Oficjalna agencja Xinhua opublikowała zdjęcia żołnierzy w ochronnych strojach wsypujących do rzeki Liu chlorek glinu w celu neutralizacji kadmu, który na długości 100 km skaził Smoczą Rzekę (Longjiang), wpadającą do Liu. - Skażenie pięciokrotnie przekroczyło dopuszczalny limit 0,005 mg na litr - podała Xinhua.
Toksyczne związki wydostały się jak sądzono początkowo z zakładów należących do spółki górniczej.
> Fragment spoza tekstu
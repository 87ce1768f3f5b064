use std::{collections::BTreeMap, fmt};

use crate::{MetricKey, METRIC_NAME_LABEL};

/// Series identity: the metric name plus its label set.
///
/// The name is stored under the [`METRIC_NAME_LABEL`] label, so every label
/// name is unique within a metric.
#[derive(Debug, Clone, Default, PartialEq, Eq, Hash, PartialOrd, Ord)]
pub struct Metric {
    labels: BTreeMap<String, String>,
}
impl Metric {
    pub fn new(name: impl Into<String>) -> Self {
        let mut labels = BTreeMap::new();
        labels.insert(METRIC_NAME_LABEL.to_string(), name.into());
        Self { labels }
    }

    pub fn with_label(mut self, name: impl Into<String>, value: impl Into<String>) -> Self {
        self.insert(name.into(), value.into());
        self
    }
    /// Returns the previous value if the label was already set.
    pub fn insert(&mut self, name: String, value: String) -> Option<String> {
        self.labels.insert(name, value)
    }

    pub fn name(&self) -> &str {
        self.get(METRIC_NAME_LABEL).unwrap_or_default()
    }
    pub fn get(&self, label: &str) -> Option<&str> {
        self.labels.get(label).map(String::as_str)
    }
    /// Labels other than the metric name, sorted by label name.
    pub fn labels(&self) -> impl Iterator<Item = (&str, &str)> {
        self.labels
            .iter()
            .filter(|(name, _)| name.as_str() != METRIC_NAME_LABEL)
            .map(|(name, value)| (name.as_str(), value.as_str()))
    }

    /// Canonical series key, e.g. `http_requests_total{code="200",method="get"}`.
    pub fn key(&self) -> MetricKey {
        self.to_string()
    }
}
impl fmt::Display for Metric {
    fn fmt(&self, f: &mut fmt::Formatter<'_>) -> fmt::Result {
        f.write_str(self.name())?;
        let mut labels = self.labels().peekable();
        if labels.peek().is_none() {
            return Ok(());
        }
        f.write_str("{")?;
        let mut first = true;
        for (name, value) in labels {
            if !first {
                f.write_str(",")?;
            }
            first = false;
            write!(f, "{name}=\"")?;
            for c in value.chars() {
                match c {
                    '\\' => f.write_str("\\\\")?,
                    '"' => f.write_str("\\\"")?,
                    '\n' => f.write_str("\\n")?,
                    c => write!(f, "{c}")?,
                }
            }
            f.write_str("\"")?;
        }
        f.write_str("}")
    }
}
use std::{
    collections::HashMap,
    fs::OpenOptions,
    io,
    path::PathBuf,
    time::{Duration, Instant},
};

use anyhow::{bail, Context};
use tokio::io::{AsyncReadExt, AsyncWriteExt};
use tracing::{debug, info, warn};

use crate::{
    codec::{decode_record, encode_series, MAGIC, MAX_KEY_LEN},
    now_millis, MetricKey, Point, Sample, Time,
};

use super::{
    persist::{Checkpoint, Persister},
    series::Series,
    AppendError, SeriesStorage,
};

pub const DATA_FILE: &str = "series.db";

#[derive(Debug, Clone)]
pub struct StorageOptions {
    pub path: PathBuf,
    pub retention_period: Duration,
    pub checkpoint_interval: Duration,
    /// Number of series with unpersisted points that forces a checkpoint.
    pub checkpoint_dirty_series_limit: usize,
    /// Writers are throttled while more points than this wait to be persisted.
    pub max_pending_points: usize,
}

/// Series storage on the local disk.
///
/// Appends land in per-series heads. Heads are drained at each checkpoint
/// and appended to [`DATA_FILE`] by a background persister; only the newest
/// point of each series stays in memory.
#[derive(Debug)]
pub struct LocalStorage {
    options: StorageOptions,
    series: HashMap<MetricKey, Series>,
    dirty_series: usize,
    last_checkpoint: Instant,
    persister: Option<Persister>,
}
impl LocalStorage {
    pub fn new(options: StorageOptions) -> Self {
        Self {
            options,
            series: HashMap::new(),
            dirty_series: 0,
            last_checkpoint: Instant::now(),
            persister: None,
        }
    }

    pub fn series_count(&self) -> usize {
        self.series.len()
    }
    /// Series holding points that were not yet checkpointed.
    pub fn dirty_series(&self) -> usize {
        self.dirty_series
    }
    pub fn pending_points(&self) -> usize {
        self.persister
            .as_ref()
            .map_or(0, |persister| persister.pending_points())
    }

    fn data_path(&self) -> PathBuf {
        self.options.path.join(DATA_FILE)
    }

    fn retention_cutoff(&self) -> Time {
        let retention =
            Time::try_from(self.options.retention_period.as_millis()).unwrap_or(Time::MAX);
        now_millis().saturating_sub(retention)
    }

    /// Restores each series' newest point from the data file and rewrites the
    /// file without points outside the retention period.
    ///
    /// A record cut short at the end of the file is dropped. Any other damage
    /// fails recovery and leaves the data file untouched.
    async fn recover(&mut self) -> anyhow::Result<()> {
        let data_path = self.data_path();
        let tmp_path = self.options.path.join(format!("{DATA_FILE}.tmp"));

        let tmp = tokio::fs::File::create(&tmp_path)
            .await
            .with_context(|| format!("creating {}", tmp_path.display()))?;
        let mut wtr = tokio::io::BufWriter::new(tmp);
        let expired = match self.compact_into(&mut wtr).await {
            Ok(expired) => expired,
            Err(e) => {
                drop(wtr);
                if let Err(cleanup) = tokio::fs::remove_file(&tmp_path).await {
                    warn!(
                        error = %cleanup,
                        path = %tmp_path.display(),
                        "could not remove temporary file"
                    );
                }
                return Err(e);
            }
        };
        drop(wtr);
        tokio::fs::rename(&tmp_path, &data_path)
            .await
            .with_context(|| format!("replacing {}", data_path.display()))?;
        info!(
            series = self.series.len(),
            expired_points = expired,
            "recovered series from data file"
        );
        Ok(())
    }

    /// Copies the live records of the data file to `wtr`, returning how many
    /// points expired.
    async fn compact_into(
        &mut self,
        wtr: &mut tokio::io::BufWriter<tokio::fs::File>,
    ) -> anyhow::Result<usize> {
        let data_path = self.data_path();
        let cutoff = self.retention_cutoff();
        wtr.write_all(&MAGIC).await?;

        let mut expired = 0;
        match tokio::fs::File::open(&data_path).await {
            Ok(file) => {
                let mut rdr = tokio::io::BufReader::new(file);
                let mut magic = [0; 4];
                let valid = match rdr.read_exact(&mut magic).await {
                    Ok(_) => magic == MAGIC,
                    Err(e) if e.kind() == io::ErrorKind::UnexpectedEof => false,
                    Err(e) => return Err(e).context("reading data file header"),
                };
                if !valid {
                    bail!("{} is not a series data file", data_path.display());
                }

                let mut key = MetricKey::new();
                let mut points = vec![];
                let mut buf = vec![];
                loop {
                    match decode_record(&mut rdr, &mut key, &mut points).await {
                        Ok(true) => {}
                        Ok(false) => break,
                        Err(e) if e.kind() == io::ErrorKind::UnexpectedEof => {
                            warn!(
                                path = %data_path.display(),
                                "discarding truncated record at end of data file"
                            );
                            break;
                        }
                        Err(e) => {
                            return Err(e)
                                .with_context(|| format!("reading {}", data_path.display()));
                        }
                    }
                    let before = points.len();
                    points.retain(|point| cutoff <= point.time);
                    expired += before - points.len();
                    let Some(newest) = points.iter().max_by_key(|point| point.time) else {
                        continue;
                    };
                    self.series.entry(key.clone()).or_default().recover(*newest);

                    buf.clear();
                    encode_series(&mut buf, &key, &points)?;
                    wtr.write_all(&buf).await?;
                }
            }
            Err(e) if e.kind() == io::ErrorKind::NotFound => {}
            Err(e) => {
                return Err(e).with_context(|| format!("opening {}", data_path.display()));
            }
        }

        wtr.flush().await?;
        wtr.get_ref().sync_all().await?;
        Ok(expired)
    }

    fn drain_heads(&mut self) -> Checkpoint {
        let mut checkpoint = Checkpoint::default();
        for (key, series) in &mut self.series {
            if !series.is_dirty() {
                continue;
            }
            let head = series.take_head();
            checkpoint.points += head.len();
            checkpoint.series.push((key.clone(), head));
        }
        self.dirty_series = 0;
        checkpoint
    }

    fn checkpoint(&mut self) -> io::Result<()> {
        self.last_checkpoint = Instant::now();
        let checkpoint = self.drain_heads();
        if checkpoint.is_empty() {
            return Ok(());
        }
        debug!(
            series = checkpoint.series.len(),
            points = checkpoint.points,
            "checkpointing series"
        );
        match &self.persister {
            Some(persister) => persister.submit(checkpoint),
            None => Err(io::Error::new(
                io::ErrorKind::NotConnected,
                "storage is not running",
            )),
        }
    }
}

impl SeriesStorage for LocalStorage {
    async fn start(&mut self) -> anyhow::Result<()> {
        if self.persister.is_some() {
            bail!("storage is already running");
        }
        let path = &self.options.path;
        tokio::fs::create_dir_all(path)
            .await
            .with_context(|| format!("creating storage directory {}", path.display()))?;
        self.recover().await?;

        let data_path = self.data_path();
        let file = OpenOptions::new()
            .append(true)
            .open(&data_path)
            .with_context(|| format!("opening {}", data_path.display()))?;
        self.persister = Some(Persister::spawn(file).context("spawning persister")?);
        self.last_checkpoint = Instant::now();
        Ok(())
    }

    async fn stop(&mut self) -> anyhow::Result<()> {
        let flushed = self.checkpoint();
        let Some(persister) = self.persister.take() else {
            bail!("storage is not running");
        };
        let shutdown = persister.shutdown().await;
        flushed.context("final checkpoint")?;
        shutdown
    }

    fn append(&mut self, sample: &Sample) -> Result<(), AppendError> {
        if self.persister.is_none() {
            return Err(AppendError::Other("storage is not running".into()));
        }
        if sample.time < self.retention_cutoff() {
            return Err(AppendError::Other(format!(
                "sample at {} is outside the retention period",
                sample.time
            )));
        }
        let key = sample.metric.key();
        if MAX_KEY_LEN < key.len() {
            return Err(AppendError::Other(format!(
                "series key of {} bytes exceeds {MAX_KEY_LEN}",
                key.len()
            )));
        }

        let series = self.series.entry(key).or_default();
        let was_dirty = series.is_dirty();
        let point = Point {
            time: sample.time,
            value: sample.value,
        };
        if series.append(point)? && !was_dirty {
            self.dirty_series += 1;
        }

        let limit_reached = self.options.checkpoint_dirty_series_limit <= self.dirty_series;
        if limit_reached || self.options.checkpoint_interval <= self.last_checkpoint.elapsed() {
            self.checkpoint()
                .map_err(|e| AppendError::Other(format!("checkpoint failed: {e}")))?;
        }
        Ok(())
    }

    fn needs_throttling(&self) -> bool {
        self.pending_points() > self.options.max_pending_points
    }
}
Władze twierdzą jednak, że konieczne jest dalsze dochodzenie w tej sprawie i w ramach ostrożności nakazały zawieszenie pracy w siedmiu zakładach, gdzie występuje kadm.
Degradacja natury
Rzeka Liu, przepływająca przez region autonomiczny Guangxi na południu Chin, jest dopływem Rzeki Perłowej, nad którą leży szereg metropolii, tworzących najbardziej uprzemysłowiony obszar kraju.
W Chinach rzeki, jeziora i przybrzeżne wody morskie są bardzo mocno zanieczyszczone ściekami przemysłowymi, miejskimi i z farm; obszar w pobliżu miasta Hechi w górnym biegu Rzeki Smoczej był już kilkakrotnie skażony ściekami z hut i kopalń w tym rejonie.
Prefektura Hechi w Regionie Autonomicznym Guangxi jest jednym z najważniejszych producentów surowców mineralnych. Występują tam złoża cyny, antymonu, złota, cynku, indu, miedzi, żelaza, srebra, manganu i arsenu.